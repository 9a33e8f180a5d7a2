//! Expression parsing using Pratt parsing (top-down operator precedence).
//!
//! Embedded f-string expressions re-enter this parser after being re-lexed
//! from a scratch buffer, so the grammar here is the expression subset of
//! the language: boolean and comparison chains, arithmetic and bitwise
//! operators, conditional expressions, lambdas, displays, calls, attribute
//! access, and subscription. String-literal atoms feed back into the string
//! parser, which is how nested f-strings compose.
//!
//! # Operator precedence (lowest to highest)
//!
//! | Operators | Associativity |
//! |-----------|---------------|
//! | `a if t else b` | Right |
//! | `or` | Left |
//! | `and` | Left |
//! | `not x` | Prefix |
//! | `== != < <= > >= in, not in, is, is not` | Chained |
//! | `\|` / `^` / `&` | Left |
//! | `<< >>` | Left |
//! | `+ -` | Left |
//! | `* / // %` | Left |
//! | `+x -x ~x` | Prefix |
//! | `**` | Right |

use velac_lex::Token;
use velac_util::diagnostic::{DiagnosticBuilder, E_PARSE_UNEXPECTED_EOF};
use velac_util::{Span, Symbol};

use crate::ast::{
    AttributeExpr, BinOp, BinOpExpr, BoolOpExpr, BoolOpKind, CallExpr, CmpOp, CompareExpr,
    ConstantExpr, ConstantValue, DictExpr, Expr, IfExpExpr, Keyword, LambdaExpr, NameExpr,
    SeqExpr, SliceExpr, SubscriptExpr, UnaryOpExpr, UnaryOpKind,
};
use crate::string::StrToken;
use crate::Parser;

/// Binding power levels for Pratt parsing.
/// Higher numbers = tighter binding (higher precedence).
pub(crate) mod bp {
    /// Minimum binding power (start of expression).
    pub const MIN: u8 = 0;

    /// Conditional expression: `a if t else b`.
    pub const TERNARY: u8 = 2;

    /// Boolean OR: `or`.
    pub const OR: u8 = 4;

    /// Boolean AND: `and`.
    pub const AND: u8 = 6;

    /// Boolean NOT (prefix): `not`.
    pub const NOT: u8 = 8;

    /// Comparisons: `== != < <= > >= in is`.
    pub const COMPARISON: u8 = 10;

    /// Bitwise OR: `|`.
    pub const BITWISE_OR: u8 = 12;

    /// Bitwise XOR: `^`.
    pub const BITWISE_XOR: u8 = 14;

    /// Bitwise AND: `&`.
    pub const BITWISE_AND: u8 = 16;

    /// Shift: `<< >>`.
    pub const SHIFT: u8 = 18;

    /// Additive: `+ -`.
    pub const ADDITIVE: u8 = 20;

    /// Multiplicative: `* / // %`.
    pub const MULTIPLICATIVE: u8 = 22;

    /// Unary prefix: `+ - ~`.
    pub const UNARY: u8 = 24;

    /// Power: `**` (right-associative).
    pub const POWER: u8 = 26;
}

::::::::

Task item:
In the listing above, find the line with "use velac_lex::Token;" and the line with "pub const BITWISE_OR: u8 = 12;"; output exactly those lines and all lines between them.

Response to this task:
use velac_lex::Token;
use velac_util::diagnostic::{DiagnosticBuilder, E_PARSE_UNEXPECTED_EOF};
use velac_util::{Span, Symbol};

use crate::ast::{
    AttributeExpr, BinOp, BinOpExpr, BoolOpExpr, BoolOpKind, CallExpr, CmpOp, CompareExpr,
    ConstantExpr, ConstantValue, DictExpr, Expr, IfExpExpr, Keyword, LambdaExpr, NameExpr,
    SeqExpr, SliceExpr, SubscriptExpr, UnaryOpExpr, UnaryOpKind,
};
use crate::string::StrToken;
use crate::Parser;

/// Binding power levels for Pratt parsing.
/// Higher numbers = tighter binding (higher precedence).
pub(crate) mod bp {
    /// Minimum binding power (start of expression).
    pub const MIN: u8 = 0;

    /// Conditional expression: `a if t else b`.
    pub const TERNARY: u8 = 2;

    /// Boolean OR: `or`.
    pub const OR: u8 = 4;

    /// Boolean AND: `and`.
    pub const AND: u8 = 6;

    /// Boolean NOT (prefix): `not`.
    pub const NOT: u8 = 8;

    /// Comparisons: `== != < <= > >= in is`.
    pub const COMPARISON: u8 = 10;

    /// Bitwise OR: `|`.
    pub const BITWISE_OR: u8 = 12;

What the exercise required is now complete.